しかし、目下の多くの物事と同様に、テイクアウト食品の利用も、まったくリスクがないわけではない。それでも、米疾病予防管理センター(CDC)が推奨するガイドラインに従って手を洗い、テイクアウト容器の外包装を消毒することで、リスクをさらに低減することが可能だ。
とはいえ、一部のウイルスが食物を介して感染し、感染症を引き起こす場合があるのは確かだ。ノロウイルスの集団感染によってレストランやホテル、またとりわけクルーズ船が閉鎖される事例はよく知られている。新型コロナウイルスもやはりクルーズ船内で感染が拡大したが、今のところそれが食物を介して広がったというエビデンスはない。

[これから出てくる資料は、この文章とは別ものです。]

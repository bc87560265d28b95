use thiserror::Error;

#[derive(Error, Debug)]
pub enum Error {
    #[error("Configuration error: {0}")]
    Config(String),

    #[error("IO error: {0}")]
    Io(#[from] std::io::Error),

    #[error("Config parse error: {0}")]
    TomlDe(#[from] toml::de::Error),

    #[error("Config serialization error: {0}")]
    TomlSer(#[from] toml::ser::Error),

    #[error("JSON error: {0}")]
    Json(#[from] serde_json::Error),

    #[error("Invalid contact link: {0}")]
    InvalidLink(String),
}

pub type Result<T> = std::result::Result<T, Error>;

それなら、新型コロナウイルスとノロウイルスはどこが違うのだろうか。
テキサス州にあるベイラー医科大学で、消化管ウイルスを研究するメアリー・K・エステス(Mary K. Estes)教授は、「新型コロナウイルスとノロウイルスは、表面の構成要素が異なる別々のウイルスだ。新型コロナウイルスのカプシド(タンパク質の殻)は、脂質のエンベロープに囲まれていて、これは石鹸と水で比較的簡単に溶解させることができる」と述べる。いっぽう、「ノロウイルスのカプシドは、脂質のエンベロープをもたない」と同教授は指摘する。これは、石鹸や水で容易に不活性化できないことを意味する。
ノロウイルスは主に、糞便から口への経路で感染すると考えられている。新型コロナウイルスも、一部で感染者の糞便から検出された例があるため、やはりこれはリスクになるのだろうか。
「全員ではないが、一部の患者の排泄物から、感染性ウイルスとウイルスRNAが検出されている。それはつまり、糞便から感染する可能性があることを意味する。ただし注目すべきは、実際に糞便から感染したというエビデンスはなく、ましてや重要な感染原因ではないという点だ」とラスムセン博士は言う。
プロの料理人などの調理従事者は、食品安全に関して高度な訓練を受けているため、一般人に比べて手指の衛生を徹底しているはずだ。また、それに加えて、ほかにもウイルス間で違いがあることから、新型コロナウイルスは、ノロウイルスと比べてはるかに食物経由の感染リスクが低いと言えるだろう。
「ノロウイルスは、(新型コロナウイルスに比べて)はるかに安定したウイルスであり、環境中や食物中でかなり長期間にわたって物体表面上に残存する。しかしどちらのウイルスも、食品に火を通すことで不活性化されるため、十分に火を通した高温の食物を食べるのが安全だ」とエステス教授は言う。
「糞便からの感染リスクはもともと低いと思われるが、手指の衛生と飛沫対策を徹底することで、さらに低減できる」とラスムセン博士は述べている。